Zaten çok fazla savunma Gu'suna sahip değildi ve mor ışık qi'sine zorla karşı koyamıyordu, sadece her yerden kaçıp kurtulabiliyordu.
Ancak sadece çok fazla alan vardı, er ya da geç kaçabileceği alan tükenecekti.
O anda Fang Yuan mor ışık qi'sine saldırmak için inisiyatifi ele aldı. Saldırı Gu'sunun daha fazlasının mühürlenmesini tercih ederdi, tüm vücudunu korumak için savunma Gu'suna ihtiyacı vardı.
Mor ışık qi'si altı kollu göksel zombi kral formuna dokunduğunda, ilgili Gu solucanlarını mühürlemeyeceğini ve öldürücü hareket altı kollu göksel zombi kralı kırmayacağını kim söyleyebilirdi?
Çok geçmeden, Fang Yuan'ın saldırıları Gu Ustalarından oluşan kalabalık tarafından dezavantajlı duruma düşürüldüğü için seyrekleşmeye başladı.
"Öldür, öldür şu iblisi!" Ye Lui Sang heyecanla bağırdı ve yüzlerce ateş topu gönderdi; ateş topları yoğun bir patlamayla patladı ve her yere toz ve kirler uçuştu.
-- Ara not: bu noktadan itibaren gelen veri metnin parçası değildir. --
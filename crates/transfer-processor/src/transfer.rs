use crate::error::{LedgerError, Result};
use rust_decimal::Decimal;
use serde::{de::DeserializeOwned, Deserialize, Serialize};
use std::str::FromStr;

/// Opaque account key, unique within a [`crate::balance::BalanceStore`]
pub type AccountId = String;

/// Instruction to move `amount` from one account to another
#[derive(Debug, Clone, PartialEq, Eq)]
pub struct TransferRequest {
    pub from: AccountId,
    pub to: AccountId,
    pub amount: Decimal,
}

impl TransferRequest {
    pub fn new(from: impl Into<AccountId>, to: impl Into<AccountId>, amount: Decimal) -> Self {
        Self {
            from: from.into(),
            to: to.into(),
            amount,
        }
    }
}

/// Raw CSV row that can be turned into a domain value
pub trait ParseRecord: DeserializeOwned {
    type Output;

    fn parse(self, line: u64) -> Result<Self::Output>;
}

/// Balance row from CSV
#[derive(Debug, Clone, Deserialize)]
pub struct BalanceRecord {
    #[serde(rename = "Account")]
    pub account: Option<String>,
    #[serde(rename = "Balance")]
    pub balance: Option<String>,
}

impl ParseRecord for BalanceRecord {
    type Output = (AccountId, Decimal);

    fn parse(self, line: u64) -> Result<Self::Output> {
        let account = self
            .account
            .ok_or_else(|| LedgerError::missing_field(line, "Account"))?;
        let balance = parse_amount(line, "Balance", self.balance.as_deref())?;

        Ok((account, balance))
    }
}

/// Transfer row from CSV
#[derive(Debug, Clone, Deserialize)]
pub struct TransferRecord {
    #[serde(rename = "FromAccount")]
    pub from: Option<String>,
    #[serde(rename = "ToAccount")]
    pub to: Option<String>,
    #[serde(rename = "Amount")]
    pub amount: Option<String>,
}

impl ParseRecord for TransferRecord {
    type Output = TransferRequest;

    fn parse(self, line: u64) -> Result<Self::Output> {
        let from = self
            .from
            .ok_or_else(|| LedgerError::missing_field(line, "FromAccount"))?;
        let to = self
            .to
            .ok_or_else(|| LedgerError::missing_field(line, "ToAccount"))?;
        let amount = parse_amount(line, "Amount", self.amount.as_deref())?;

        Ok(TransferRequest { from, to, amount })
    }
}

/// Balance row written to the output CSV
#[derive(Debug, Serialize)]
pub struct BalanceOutput<'a> {
    #[serde(rename = "Account")]
    pub account: &'a str,
    #[serde(rename = "Balance")]
    pub balance: Decimal,
}

fn parse_amount(line: u64, field: &'static str, value: Option<&str>) -> Result<Decimal> {
    let value = value
        .map(str::trim)
        .ok_or_else(|| LedgerError::missing_field(line, field))?;

    Decimal::from_str(value)
        .or_else(|_| Decimal::from_scientific(value))
        .map_err(|_| LedgerError::invalid_number(line, field, value))
}
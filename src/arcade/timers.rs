//! Deferred events for timed game effects
//!
//! Events are never fired from inside a tick. The owner drains whatever is
//! due at the start of its next tick, so an expiring effect always lands
//! between two ticks.

use std::cmp::Reverse;
use std::collections::{BinaryHeap, HashSet};

/// Handle for cancelling a scheduled event
#[derive(Debug, Clone, Copy, PartialEq, Eq, PartialOrd, Ord, Hash)]
pub struct TimerId(u64);

#[derive(Debug)]
struct Scheduled<E> {
    due_ms: u64,
    id: TimerId,
    event: E,
}

impl<E> PartialEq for Scheduled<E> {
    fn eq(&self, other: &Self) -> bool {
        (self.due_ms, self.id) == (other.due_ms, other.id)
    }
}

impl<E> Eq for Scheduled<E> {}

impl<E> PartialOrd for Scheduled<E> {
    fn partial_cmp(&self, other: &Self) -> Option<std::cmp::Ordering> {
        Some(self.cmp(other))
    }
}

impl<E> Ord for Scheduled<E> {
    fn cmp(&self, other: &Self) -> std::cmp::Ordering {
        (self.due_ms, self.id).cmp(&(other.due_ms, other.id))
    }
}

/// Min-heap of pending events ordered by due time, then scheduling order
#[derive(Debug)]
pub struct TimerQueue<E> {
    heap: BinaryHeap<Reverse<Scheduled<E>>>,
    cancelled: HashSet<TimerId>,
    next_id: u64,
}

impl<E> Default for TimerQueue<E> {
    fn default() -> Self {
        Self {
            heap: BinaryHeap::new(),
            cancelled: HashSet::new(),
            next_id: 0,
        }
    }
}

impl<E> TimerQueue<E> {
    pub fn new() -> Self {
        Self::default()
    }

    pub fn schedule(&mut self, due_ms: u64, event: E) -> TimerId {
        let id = TimerId(self.next_id);
        self.next_id += 1;
        self.heap.push(Reverse(Scheduled { due_ms, id, event }));
        id
    }

    /// Drop a pending event. Returns false if it already fired or was
    /// cancelled.
    pub fn cancel(&mut self, id: TimerId) -> bool {
        let pending = self.heap.iter().any(|Reverse(s)| s.id == id);
        pending && self.cancelled.insert(id)
    }

    /// Remove and return every event due at or before `now_ms`
    pub fn drain_due(&mut self, now_ms: u64) -> Vec<E> {
        let mut due = Vec::new();
        while let Some(Reverse(next)) = self.heap.peek() {
            if next.due_ms > now_ms {
                break;
            }
            if let Some(Reverse(scheduled)) = self.heap.pop() {
                if !self.cancelled.remove(&scheduled.id) {
                    due.push(scheduled.event);
                }
            }
        }
        due
    }

    pub fn len(&self) -> usize {
        self.heap.len() - self.cancelled.len()
    }

    pub fn is_empty(&self) -> bool {
        self.len() == 0
    }

    pub fn clear(&mut self) {
        self.heap.clear();
        self.cancelled.clear();
    }
}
Fang Yuan oradan buradan kaçtı ama yine de patlamalardan etkilendi, derisi ve eti parçalandı.
"Seni iblis, sen en iğrenç suçlardan suçlusun, True Yang Binasını yıkmaya cüret edecek kadar ileri gittin! Senin yüzünden bu hale geldik!" Gu Guo Long öfkeyle bağırdı, bıçak kadar keskin olan ve hedefi kovalayabilen sonsuz rüzgar bıçakları fırlattı, Fang Yuan'ın vücudunda yeni kesikler oluştu.
Mor ışık qi ışınları da ara sıra sürekli olarak dışarı gönderiliyordu.
Sayıları ondan fazla olan bu hayatta kalan Gu Ustaları, öfke dolu gözlerle dişlerini sıktılar; Fang Yuan'ın etini yiyip kanını içebilmeyi diliyorlardı!
İmparatorluk Sarayı'nın kutsanmış topraklarına varmak için pek çok savaş alanında zahmetle savaşmış ve büyük riskler almışlardı. Bunun muazzam bir fırsat olması gerekiyordu ama sonunda bu duruma düştüler; neredeyse tüm kabile üyeleri, akrabaları ve arkadaşları ölmüştü.
Başlangıçtan sona kadar olan eşitsizlik çok büyüktü, bu felaketin ana nedenine karşı ne kadar nefret ve öfke duydukları kolayca hayal edilebilirdi.
"Bugün bir köpeğin ölümüyle öleceksin, Dev Güneş Ata'yı gücendirdiğin için bu senin sonun olacak!" Bir Gu Ustası Dev Güneş'in iradesine iltifat etmeyi de ihmal etmedi. Ne yazık ki Dev Güneş'in iradesi insani değildi ve ifadesi görülemiyordu.
O sadece herkese şunu hatırlattı: Ne olursa olsun Bilge Gu'ya zarar vermeyin!